En los años noventa, un concejal del Ayuntamiento madrileño encabezó una implacable cruzada colombófoba con una frase destacada en su banderín de enganche: "Las palomas son ratas con alas". Las ancianas que las nutrían de forma desinteresada siguieron a lo suyo, a veces en la clandestinidad para no ser increpadas por los adalides del civismo. Las palomas achacosas y tuberculosas se convirtieron de la noche a la mañana en una plaga, una pandemia a erradicar de forma tajante, la guerra antiavícola desplegaba sus ejércitos con la colaboración de halcones peregrinos y mercenarios, como los polluelos falcónidos que hoy anidan en las torres de Azca, introducidos por despiadados ecologistas al servicio de la Consejería de Medio Ambiente de la Comunidad. Hoy las palomas supervivientes ahuecan temerosas el ala cuando escuchan el nombre de Ana Botella. No son las únicas.

En un excelente documental sobre la fauna urbana madrileña emitido hace muchos años por Telemadrid, aparecía una pareja de halcones que había buscado cobijo en la cúpula de un rascacielos bancario, del otro lado de los amplios ventanales del salón donde se reunía el consejo de administración. Los consejeros parecían haberlos apadrinado, quizás al reconocerles como ejemplares de una especie hermana, creo que incluso les daban de comer con las migajas sobrantes del pastel, de la gran tarta que todas las semanas se repartían.

Las aves de presa impartían lecciones de eficacia a los banqueros que admiraban la destreza que mostraban las rapaces al desplumar a sus víctimas y devorar sus entrañas de forma contundente, sin miramientos y sin prórrogas. Era tal su admiración que ni siquiera pensaron en hipotecarles el nido. Los nuevos halcones de Azca seguirán dando lecciones a los pobladores de las cúpulas financieras, consejeros tan necesitados hoy de buenos consejos, pero quizás no estén a la altura de las circunstancias. Los banqueros hubieran preferido a las águilas, pero ya se sabe que estas reinas de los cielos no soportan la cautividad y sienten un justificado desprecio por los seres humanos, sus aglomeraciones y sus ridículos blasones en los que a veces aparecen ellas como monstruos de dos cabezas.
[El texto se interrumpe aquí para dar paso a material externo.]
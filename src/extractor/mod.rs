//! Tile extraction
//!
//! Crop geometry, aspect normalization, format-aware encoding and the
//! pipeline that ties them together.

mod region;
pub mod normalizer;
pub mod encoder;
mod pipeline;
mod plan;
#[cfg(test)]
mod tests;

// Public exports
pub use region::{BoundsCalculator, CropBounds, Region};
pub use normalizer::AspectRatioNormalizer;
pub use encoder::TileEncoding;
pub use pipeline::{
    planned_paths, ExtractionPipeline, FileWriter, NoProgress, PipelineState, ProgressSink, TileWriter,
};
pub use plan::{PlannedTile, TilePlan};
Ni águilas, ni halcones. Las aves rapaces con más posibilidades de medrar en la urbe serían los buitres, aves sin nobleza heráldica por el momento, aunque deberían figurar en muchos escudos. Los buitres, como los banqueros, no le hacen ascos a nada y descarnan como nadie las carroñas, con gran aprovechamiento, vuelan muy alto y caen muy bajo.